|
|
|
|
|
by upghost
546 days ago
|
|
I don't know how this is possible with LLM tests. The closed source models will get access to at least the questions when sending the questions over the fence via API. This gives closed source models
an enormous advantage over open-source models. The FrontierMath dataset has this same problem[1]. It's a shame because creating these benchmarks is time consuming and expensive. I don't know of a way to fix this except perhaps partially by using reward models to evaluate results on random questions instead of using datasets, but there would be a lot of reproducibility problems with that. Still -- not sure how to overcome this. [1]: https://news.ycombinator.com/item?id=42494217 |
|
I'm not worried about cheaters. We just need to lay out clear rules. You cannot look at the inputs or outputs in any way. You cannot log them. You cannot record them for future use. Either manually or in an automated way.
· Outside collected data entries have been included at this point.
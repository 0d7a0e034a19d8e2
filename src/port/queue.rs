//! Lock-free MPSC completion queue.
//!
//! The queue is an intrusive stack threaded through the `next` links of the
//! record table. Producers splice chains onto the head with a CAS; the single
//! consumer detaches the whole stack with one swap and reverses it, so records
//! come out in linearization order.
//!
//! # Head encoding
//!
//! | value | meaning |
//! |-------|---------|
//! | `EMPTY` (0) | nothing queued, consumer awake |
//! | `PARKED` (`u32::MAX`) | nothing queued, consumer asleep or about to sleep |
//! | `n` | slot `n - 1` is the newest queued record |
//!
//! The consumer sleeps only after moving `EMPTY` to `PARKED`. A producer that
//! replaces `PARKED` treats it as an empty list and unparks the consumer, so a
//! completion can never slip in between the consumer's last check and its
//! sleep. While the consumer is busy nobody pays for an unpark.

use super::parker::Parker;
use crate::op::table::OpTable;
use std::sync::atomic::{AtomicU32, Ordering};
use std::time::Duration;

pub(crate) const EMPTY: u32 = 0;
pub(crate) const PARKED: u32 = u32::MAX;

#[derive(Debug)]
pub(crate) struct CompletionQueue {
    head: AtomicU32,
    parker: Parker,
}

impl CompletionQueue {
    pub(crate) fn new() -> Self {
        Self {
            head: AtomicU32::new(EMPTY),
            parker: Parker::new(),
        }
    }

    /// Splices `chain` onto the queue with a single CAS.
    ///
    /// `chain` is in delivery order. Returns `true` if the consumer was parked
    /// and has been woken.
    pub(crate) fn push_chain(&self, table: &OpTable, chain: &[u32]) -> bool {
        let (Some(&oldest), Some(&newest)) = (chain.first(), chain.last()) else {
            return false;
        };
        // Link newest -> ... -> oldest; the reversal on pop restores order.
        for pair in chain.windows(2) {
            if let Some(slot) = table.get(pair[1]) {
                slot.next.store(pair[0] + 1, Ordering::Relaxed);
            }
        }
        let Some(tail) = table.get(oldest) else {
            return false;
        };

        let mut current = self.head.load(Ordering::Relaxed);
        loop {
            let below = if current == PARKED { EMPTY } else { current };
            tail.next.store(below, Ordering::Relaxed);
            match self.head.compare_exchange_weak(
                current,
                newest + 1,
                Ordering::Release,
                Ordering::Relaxed,
            ) {
                Ok(_) => break,
                Err(actual) => current = actual,
            }
        }

        if current == PARKED {
            self.parker.unpark();
            true
        } else {
            false
        }
    }

    /// Consumer only: detaches everything queued, oldest first.
    pub(crate) fn pop_all(&self, table: &OpTable) -> Vec<u32> {
        let head = self.head.swap(EMPTY, Ordering::Acquire);
        let mut out = Vec::new();
        let mut link = if head == PARKED { EMPTY } else { head };
        while link != EMPTY {
            let index = link - 1;
            out.push(index);
            link = table
                .get(index)
                .map_or(EMPTY, |slot| slot.next.load(Ordering::Relaxed));
        }
        out.reverse();
        out
    }

    /// Consumer only: returns true if something is queued.
    pub(crate) fn has_pending(&self) -> bool {
        !matches!(self.head.load(Ordering::Acquire), EMPTY | PARKED)
    }

    /// Consumer only: sleeps until a producer pushes or `timeout` elapses.
    ///
    /// Returns immediately if the queue is not empty.
    pub(crate) fn park(&self, timeout: Option<Duration>) {
        if self
            .head
            .compare_exchange(EMPTY, PARKED, Ordering::AcqRel, Ordering::Acquire)
            .is_err()
        {
            return;
        }
        match timeout {
            Some(duration) => {
                self.parker.park_timeout(duration);
            }
            None => self.parker.park(),
        }
        // A producer may already have replaced PARKED with its chain.
        let _ = self
            .head
            .compare_exchange(PARKED, EMPTY, Ordering::AcqRel, Ordering::Acquire);
    }

    /// Wakes a parked consumer without queuing anything.
    pub(crate) fn notify(&self) {
        if self
            .head
            .compare_exchange(PARKED, EMPTY, Ordering::AcqRel, Ordering::Acquire)
            .is_ok()
        {
            self.parker.unpark();
        }
    }
}

#[cfg(test)]
mod tests {
    use super::*;
    use std::sync::Arc;

    fn table(n: usize) -> OpTable {
        OpTable::with_capacity(n).expect("alloc")
    }

    #[test]
    fn pop_all_is_fifo() {
        let table = table(8);
        let queue = CompletionQueue::new();
        for i in [3, 1, 4, 0] {
            queue.push_chain(&table, &[i]);
        }
        assert!(queue.has_pending());
        assert_eq!(queue.pop_all(&table), vec![3, 1, 4, 0]);
        assert!(!queue.has_pending());
        assert!(queue.pop_all(&table).is_empty());
    }

    #[test]
    fn chain_push_keeps_batch_order() {
        let table = table(8);
        let queue = CompletionQueue::new();
        queue.push_chain(&table, &[7]);
        queue.push_chain(&table, &[2, 5, 6]);
        queue.push_chain(&table, &[0]);
        assert_eq!(queue.pop_all(&table), vec![7, 2, 5, 6, 0]);
    }

    #[test]
    fn empty_chain_is_a_no_op() {
        let table = table(2);
        let queue = CompletionQueue::new();
        assert!(!queue.push_chain(&table, &[]));
        assert!(!queue.has_pending());
    }

    #[test]
    fn park_returns_immediately_when_non_empty() {
        let table = table(2);
        let queue = CompletionQueue::new();
        queue.push_chain(&table, &[1]);
        queue.park(None);
        assert_eq!(queue.pop_all(&table), vec![1]);
    }

    #[test]
    fn push_wakes_parked_consumer() {
        let table = Arc::new(table(2));
        let queue = Arc::new(CompletionQueue::new());
        let (t, q) = (table.clone(), queue.clone());
        let producer = std::thread::spawn(move || {
            std::thread::sleep(Duration::from_millis(10));
            q.push_chain(&t, &[0]);
        });
        while !queue.has_pending() {
            queue.park(Some(Duration::from_secs(5)));
        }
        producer.join().expect("producer panicked");
        assert_eq!(queue.pop_all(&table), vec![0]);
    }

    #[test]
    fn park_timeout_restores_empty_head() {
        let table = table(1);
        let queue = CompletionQueue::new();
        queue.park(Some(Duration::from_millis(1)));
        assert!(!queue.has_pending());
        queue.push_chain(&table, &[0]);
        assert_eq!(queue.pop_all(&table), vec![0]);
    }
}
If someone cheats, they will be found out. Their contribution won't stand the test of time, no one will replicate those results with their method. And their performance on datasets that they cheated on will be astronomical compared to everything else.
FrontierMath is a great example of a failure in this space. By going closed, instead of using a license, they're created massive confusion. At first they told us that the benchmark was incredibly hard. And they showed reviewers subsets that were hard. Now, they're telling us that actually, 25% of the questions are easy. And 50% of the questions are pretty hard. But only a small fraction are what the reviewers saw.
Closed datasets aren't the answer. They're just unscientific nonsense. I refuse to even consider running on them.
We need test sets that are open for scrutiny. With licenses that prevent abuse. We can be very creative about the license. Like, you can only evaluate on this dataset once, and must preregister your evaluations.